After years of debate and uncertainty, the New Zealand Court of Appeal in ANZCO Foods Waitara Ltd v AFFCO New Zealand Ltd overruled authority from the 19th century to the contrary 2 and held that covenants in gross cannot run with the land. 3

19

A 1970 article by Professor Brookfield 4 is often credited as an important milestone in creating an academically-supported means of protecting restrictive covenants in gross.

20

Methods subsequently used to protect restrictive covenants in gross were the subject of criticism upon the basis that they were artifices. 5

21

It is now established by Court of Appeal decisions that a memorandum of encumbrance is an effective conveyancing technique which may be deployed in lieu of a restrictive covenant in gross. 6

22

A covenant, registered as a memorandum of encumbrance under s 203 Property Law Act 2007, takes effect as a mortgage, with the covenant becoming enforceable in accordance with the remedies under the Act, and successors in title when they take subject to the mortgage, becoming liable for performance of the covenant and the mortgagee having all the remedies under the Act for non- performance. 7

23

Certain encumbrances securing rentcharges — largely in the categories recommended by the English Law Commission in 1975 8 — were expressly preserved in subsequent legislation in the United Kingdom and are similarly preserved in New Zealand through the definition of “mortgage” in the Property Law Act 2007. 9

24

What is referred to in the cases as a “third category rentcharge” 10 may include both negative covenants and positive covenants.
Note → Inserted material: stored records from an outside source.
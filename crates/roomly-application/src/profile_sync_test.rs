use std::sync::Arc;
use std::sync::atomic::Ordering;

use roomly_core::error::RoomlyError;
use roomly_core::profile::{AvatarSource, EditSummary, ProfileFields, SubOutcome};

use super::{ProfileDraft, ProfileSyncEngine};
use crate::session_controller::SessionController;
use crate::support::{MemoryCredentialStore, MockApi, sample_profile};

async fn signed_in_engine(api: Arc<MockApi>) -> (ProfileSyncEngine, Arc<SessionController>) {
    let store = Arc::new(MemoryCredentialStore::with_pair("tok-1", "user-1"));
    let controller = Arc::new(SessionController::new(api.clone(), store));
    controller.bootstrap().await;
    (ProfileSyncEngine::new(api, controller.clone()), controller)
}

fn typed_fields() -> ProfileFields {
    ProfileFields {
        email: "ada@example.com".to_string(),
        username: "ada_typed".to_string(),
        description: "Analyst".to_string(),
    }
}

#[tokio::test]
async fn test_unmodified_draft_is_rejected_with_zero_calls() {
    let api = Arc::new(MockApi::default());
    let (engine, _controller) = signed_in_engine(api.clone()).await;
    let mut draft = ProfileDraft::from_profile(sample_profile());

    let err = engine.submit(&mut draft).await.unwrap_err();

    assert_eq!(err, RoomlyError::NothingToSync);
    assert_eq!(err.user_message(), "Change at least one information");
    assert_eq!(api.upload_calls.load(Ordering::SeqCst), 0);
    assert_eq!(api.update_calls.load(Ordering::SeqCst), 0);
}

#[tokio::test]
async fn test_submit_without_session_is_auth_invalid() {
    let api = Arc::new(MockApi::default());
    let store = Arc::new(MemoryCredentialStore::default());
    let controller = Arc::new(SessionController::new(api.clone(), store));
    controller.bootstrap().await;
    let engine = ProfileSyncEngine::new(api, controller);

    let mut draft = ProfileDraft::from_profile(sample_profile());
    draft.set_username("new_name");

    let err = engine.submit(&mut draft).await.unwrap_err();
    assert_eq!(err, RoomlyError::AuthInvalid);
}

#[tokio::test]
async fn test_text_only_success_adopts_server_values() {
    let api = Arc::new(MockApi::default());
    // Server normalizes the username.
    let server_fields = ProfileFields {
        username: "ada-normalized".to_string(),
        ..typed_fields()
    };
    api.push_update(Ok(server_fields.clone()));

    let (engine, _controller) = signed_in_engine(api.clone()).await;
    let mut draft = ProfileDraft::from_profile(sample_profile());
    draft.set_username("ada_typed");

    let outcome = engine.submit(&mut draft).await.unwrap();

    assert_eq!(outcome.summary(), EditSummary::Updated);
    assert_eq!(outcome.avatar, SubOutcome::NotAttempted);
    // Server-returned values win over the locally typed ones.
    assert_eq!(draft.fields(), &server_fields);
    assert!(!draft.is_text_modified());
    assert_eq!(api.upload_calls.load(Ordering::SeqCst), 0);
}

#[tokio::test]
async fn test_resubmit_after_success_has_nothing_to_sync() {
    let api = Arc::new(MockApi::default());
    api.push_update(Ok(typed_fields()));

    let (engine, _controller) = signed_in_engine(api.clone()).await;
    let mut draft = ProfileDraft::from_profile(sample_profile());
    draft.set_description("New bio");

    engine.submit(&mut draft).await.unwrap();
    let err = engine.submit(&mut draft).await.unwrap_err();

    assert_eq!(err, RoomlyError::NothingToSync);
    assert_eq!(api.update_calls.load(Ordering::SeqCst), 1);
}

#[tokio::test]
async fn test_both_sides_success() {
    let api = Arc::new(MockApi::default());
    api.push_upload(Ok("https://cdn/avatars/new.png".to_string()));
    api.push_update(Ok(typed_fields()));

    let (engine, _controller) = signed_in_engine(api.clone()).await;
    let mut draft = ProfileDraft::from_profile(sample_profile());
    draft.set_email("ada@example.com");
    draft.pick_avatar(AvatarSource::new("/device/picked.png"));

    let outcome = engine.submit(&mut draft).await.unwrap();

    assert_eq!(outcome.summary(), EditSummary::Updated);
    assert_eq!(
        outcome.summary().message(),
        "Your profile has been updated"
    );
    assert_eq!(draft.photo_url(), Some("https://cdn/avatars/new.png"));
    assert!(!draft.is_text_modified());
    assert!(!draft.has_pending_avatar());
}

#[tokio::test]
async fn test_avatar_success_text_failure_is_partial() {
    let api = Arc::new(MockApi::default());
    api.push_upload(Ok("https://cdn/avatars/new.png".to_string()));
    api.push_update(Err(RoomlyError::server("update blew up")));

    let (engine, _controller) = signed_in_engine(api.clone()).await;
    let mut draft = ProfileDraft::from_profile(sample_profile());
    draft.set_username("ada_typed");
    draft.pick_avatar(AvatarSource::new("/device/picked.png"));

    let outcome = engine.submit(&mut draft).await.unwrap();

    // Combined outcome is failure with the text reason, not the avatar's.
    assert_eq!(
        outcome.summary(),
        EditSummary::Failed("An error occurred".to_string())
    );
    assert!(outcome.avatar.is_succeeded());
    assert!(outcome.text.is_failed());

    // The confirmed picture is kept, the avatar selection is consumed, and
    // the text side stays marked for a retry.
    assert_eq!(draft.photo_url(), Some("https://cdn/avatars/new.png"));
    assert!(!draft.has_pending_avatar());
    assert!(draft.is_text_modified());
}

#[tokio::test]
async fn test_avatar_failure_never_aborts_text_update() {
    let api = Arc::new(MockApi::default());
    api.push_upload(Err(RoomlyError::server("picture rejected")));
    api.push_update(Ok(typed_fields()));

    let (engine, _controller) = signed_in_engine(api.clone()).await;
    let original_photo = sample_profile().photo_url;
    let mut draft = ProfileDraft::from_profile(sample_profile());
    draft.set_username("ada_typed");
    draft.pick_avatar(AvatarSource::new("/device/picked.png"));

    let outcome = engine.submit(&mut draft).await.unwrap();

    // Text was still attempted and succeeded.
    assert_eq!(api.update_calls.load(Ordering::SeqCst), 1);
    assert!(outcome.text.is_succeeded());

    // Avatar failure wins the merge; the displayed picture is unchanged and
    // the selection stays pending for a retry.
    assert_eq!(
        outcome.summary(),
        EditSummary::Failed("An error occurred".to_string())
    );
    assert_eq!(draft.photo_url(), original_photo.as_deref());
    assert!(draft.has_pending_avatar());
    assert!(!draft.is_text_modified());
}

#[tokio::test]
async fn test_both_failures_report_avatar_reason_first() {
    let api = Arc::new(MockApi::default());
    api.push_upload(Err(RoomlyError::conflict("picture too large")));
    api.push_update(Err(RoomlyError::server("update blew up")));

    let (engine, _controller) = signed_in_engine(api.clone()).await;
    let mut draft = ProfileDraft::from_profile(sample_profile());
    draft.set_username("ada_typed");
    draft.pick_avatar(AvatarSource::new("/device/picked.png"));

    let outcome = engine.submit(&mut draft).await.unwrap();

    assert_eq!(
        outcome.summary(),
        EditSummary::Failed("picture too large".to_string())
    );
    // Both sides stay marked for a retry.
    assert!(draft.has_pending_avatar());
    assert!(draft.is_text_modified());
}

#[tokio::test]
async fn test_rejected_credential_during_update_drops_session() {
    let api = Arc::new(MockApi::default());
    api.push_update(Err(RoomlyError::AuthInvalid));

    let (engine, controller) = signed_in_engine(api.clone()).await;
    let mut draft = ProfileDraft::from_profile(sample_profile());
    draft.set_username("ada_typed");

    let outcome = engine.submit(&mut draft).await.unwrap();

    assert!(outcome.text.is_failed());
    assert!(!controller.is_authenticated().await);
}

#[tokio::test]
async fn test_load_profile_returns_authoritative_profile() {
    let api = Arc::new(MockApi::default());
    api.push_profile(Ok(sample_profile()));

    let (engine, _controller) = signed_in_engine(api.clone()).await;
    let profile = engine.load_profile().await.unwrap();

    assert_eq!(profile, sample_profile());
}

#[tokio::test]
async fn test_load_profile_with_rejected_credential_drops_session() {
    let api = Arc::new(MockApi::default());
    api.push_profile(Err(RoomlyError::AuthInvalid));

    let (engine, controller) = signed_in_engine(api.clone()).await;
    let err = engine.load_profile().await.unwrap_err();

    assert_eq!(err, RoomlyError::AuthInvalid);
    assert!(!controller.is_authenticated().await);
}

#[tokio::test]
async fn test_setters_mark_text_modified() {
    let mut draft = ProfileDraft::from_profile(sample_profile());
    assert!(!draft.is_text_modified());

    draft.set_email("new@example.com");
    assert!(draft.is_text_modified());

    let request = draft.edit_request();
    assert_eq!(request.text_fields.unwrap().email, "new@example.com");
    assert!(request.avatar.is_none());
}

#[tokio::test]
async fn test_session_used_is_the_controllers_current_one() {
    // The engine resolves the credential at submit time; an invalidated
    // session must make the next submit fail before any call.
    let api = Arc::new(MockApi::default());
    let (engine, controller) = signed_in_engine(api.clone()).await;
    controller.log_out().await;

    let mut draft = ProfileDraft::from_profile(sample_profile());
    draft.set_username("ada_typed");

    let err = engine.submit(&mut draft).await.unwrap_err();
    assert_eq!(err, RoomlyError::AuthInvalid);
    assert_eq!(api.update_calls.load(Ordering::SeqCst), 0);
}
The adoption of the English Law Commission's commentary in relation to the third category of rentcharges by Hammond and Chambers JJ in Jackson Mews Management Ltd v Menere indicates clearly that a covenant to not carry on a trade is within the category of rent charges which may be protected by an encumbrance. Their Honours said: 11

[28] The Law Commission found third category rentcharges sufficiently beneficial that it exempted them from its proposed...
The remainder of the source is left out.